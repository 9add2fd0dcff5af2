//! Shape rules for languages and country short names.
//!
//! The same rules apply at every layer: handlers check path parameters and
//! wire DTOs, the manager re-checks candidates, and the store checks its own
//! inputs. Only presence and length are validated; no charset constraint is
//! enforced on the codes.

use crate::error::{ServiceError, ServiceResult};
use crate::language::Language;

pub const LANGUAGE_REQUIRED: &str = "Language is required";
pub const LANGUAGE_NAME_REQUIRED: &str = "Language name is required";
pub const LANGUAGE_SHORT_NAME_REQUIRED: &str = "Language short name is required";
pub const LANGUAGE_SHORT_NAME_LENGTH: &str = "Language short name must have 3 characters";
pub const COUNTRY_WITH_LANGUAGE_REQUIRED: &str = "Country with language is required";
pub const COUNTRY_SHORT_NAME_REQUIRED: &str = "Country short name is required";
pub const COUNTRY_SHORT_NAME_LENGTH: &str = "Country short name must have 3 characters";

/// Check that a language short name has exactly 3 characters.
pub fn check_short_name(short_name: &str) -> ServiceResult<()> {
    check_length(short_name, LANGUAGE_SHORT_NAME_LENGTH)
}

/// Check that a country short name has exactly 3 characters.
pub fn check_country_short_name(country_short_name: &str) -> ServiceResult<()> {
    check_length(country_short_name, COUNTRY_SHORT_NAME_LENGTH)
}

/// Validate a language entity.
///
/// Field absence is unrepresentable for the entity, so only the short name
/// shape remains to be checked.
pub fn validate_language(language: &Language) -> ServiceResult<()> {
    check_short_name(language.short_name())
}

fn check_length(reference: &str, error_message: &'static str) -> ServiceResult<()> {
    if reference.chars().count() != 3 {
        return Err(ServiceError::invalid_argument(error_message));
    }
    Ok(())
}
****************************************
> _What you are asked to do_:
From the line containing "pub const COUNTRY_SHORT_NAME_REQUIRED: &str" through the end of the material, print each line exactly as it appears.

> _Finished task_:
pub const COUNTRY_SHORT_NAME_REQUIRED: &str = "Country short name is required";
pub const COUNTRY_SHORT_NAME_LENGTH: &str = "Country short name must have 3 characters";

/// Check that a language short name has exactly 3 characters.
pub fn check_short_name(short_name: &str) -> ServiceResult<()> {
    check_length(short_name, LANGUAGE_SHORT_NAME_LENGTH)
}

/// Check that a country short name has exactly 3 characters.
pub fn check_country_short_name(country_short_name: &str) -> ServiceResult<()> {
    check_length(country_short_name, COUNTRY_SHORT_NAME_LENGTH)
}

/// Validate a language entity.
///
/// Field absence is unrepresentable for the entity, so only the short name
/// shape remains to be checked.
pub fn validate_language(language: &Language) -> ServiceResult<()> {
    check_short_name(language.short_name())
}

fn check_length(reference: &str, error_message: &'static str) -> ServiceResult<()> {
    if reference.chars().count() != 3 {
        return Err(ServiceError::invalid_argument(error_message));
    }
    Ok(())
}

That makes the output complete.